TO DO:
The reply must consist of the entire listing, reproduced exactly.

________________________

use crate::document::Document;
use crate::element::NodeId;
use crate::geometry::Margin;

/// Root margin and threshold of an [`IntersectionObserver`].
#[derive(Debug, Clone, Copy, PartialEq)]
pub struct ObserverOptions {
	/// Grows (positive) or shrinks (negative) the viewport before testing.
	pub root_margin: Margin,
	/// Fraction of the target's height that must be inside the root.
	pub threshold: f64,
}

impl Default for ObserverOptions {
	fn default() -> Self {
		Self {
			root_margin: Margin::default(),
			threshold: 0.0,
		}
	}
}

/// Viewport intersection tracking for a set of targets.
///
/// Targets are tested against the document's current layout and scroll
/// offset. Unrendered targets never intersect.
#[derive(Debug, Clone, Default)]
pub struct IntersectionObserver {
	options: ObserverOptions,
	targets: Vec<NodeId>,
}

impl IntersectionObserver {
	pub fn new(options: ObserverOptions) -> Self {
		Self {
			options,
			targets: Vec::new(),
		}
	}

	pub fn options(&self) -> ObserverOptions {
		self.options
	}

	pub fn observe(&mut self, node: NodeId) {
		if !self.targets.contains(&node) {
			self.targets.push(node);
		}
	}

	pub fn unobserve(&mut self, node: NodeId) {
		self.targets.retain(|&n| n != node);
	}

	pub fn disconnect(&mut self) {
		self.targets.clear();
	}

	pub fn is_observing(&self, node: NodeId) -> bool {
		self.targets.contains(&node)
	}

	pub fn targets(&self) -> &[NodeId] {
		&self.targets
	}

	/// Observed targets that currently intersect the root, in observation order.
	pub fn intersecting(&self, doc: &Document) -> Vec<NodeId> {
		self.targets
			.iter()
			.copied()
			.filter(|&node| self.intersects(doc, node))
			.collect()
	}

	fn intersects(&self, doc: &Document, node: NodeId) -> bool {
		let Some(rect) = doc.element(node).rect else {
			return false;
		};
		let margin = self.options.root_margin;
		let root_top = doc.scroll_y() - margin.top;
		let root_bottom = doc.scroll_y() + doc.viewport().height + margin.bottom;
		if rect.height <= 0.0 {
			return rect.top >= root_top && rect.top <= root_bottom;
		}
		let overlap = rect.vertical_overlap(root_top, root_bottom);
		overlap > 0.0 && overlap / rect.height >= self.options.threshold
	}
}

________________________

SOLUTION TO THE PROBLEM:
use crate::document::Document;
use crate::element::NodeId;
use crate::geometry::Margin;

/// Root margin and threshold of an [`IntersectionObserver`].
#[derive(Debug, Clone, Copy, PartialEq)]
pub struct ObserverOptions {
	/// Grows (positive) or shrinks (negative) the viewport before testing.
	pub root_margin: Margin,
	/// Fraction of the target's height that must be inside the root.
	pub threshold: f64,
}

impl Default for ObserverOptions {
	fn default() -> Self {
		Self {
			root_margin: Margin::default(),
			threshold: 0.0,
		}
	}
}

/// Viewport intersection tracking for a set of targets.
///
/// Targets are tested against the document's current layout and scroll
/// offset. Unrendered targets never intersect.
#[derive(Debug, Clone, Default)]
pub struct IntersectionObserver {
	options: ObserverOptions,
	targets: Vec<NodeId>,
}

impl IntersectionObserver {
	pub fn new(options: ObserverOptions) -> Self {
		Self {
			options,
			targets: Vec::new(),
		}
	}

	pub fn options(&self) -> ObserverOptions {
		self.options
	}

	pub fn observe(&mut self, node: NodeId) {
		if !self.targets.contains(&node) {
			self.targets.push(node);
		}
	}

	pub fn unobserve(&mut self, node: NodeId) {
		self.targets.retain(|&n| n != node);
	}

	pub fn disconnect(&mut self) {
		self.targets.clear();
	}

	pub fn is_observing(&self, node: NodeId) -> bool {
		self.targets.contains(&node)
	}

	pub fn targets(&self) -> &[NodeId] {
		&self.targets
	}

	/// Observed targets that currently intersect the root, in observation order.
	pub fn intersecting(&self, doc: &Document) -> Vec<NodeId> {
		self.targets
			.iter()
			.copied()
			.filter(|&node| self.intersects(doc, node))
			.collect()
	}

	fn intersects(&self, doc: &Document, node: NodeId) -> bool {
		let Some(rect) = doc.element(node).rect else {
			return false;
		};
		let margin = self.options.root_margin;
		let root_top = doc.scroll_y() - margin.top;
		let root_bottom = doc.scroll_y() + doc.viewport().height + margin.bottom;
		if rect.height <= 0.0 {
			return rect.top >= root_top && rect.top <= root_bottom;
		}
		let overlap = rect.vertical_overlap(root_top, root_bottom);
		overlap > 0.0 && overlap / rect.height >= self.options.threshold
	}
}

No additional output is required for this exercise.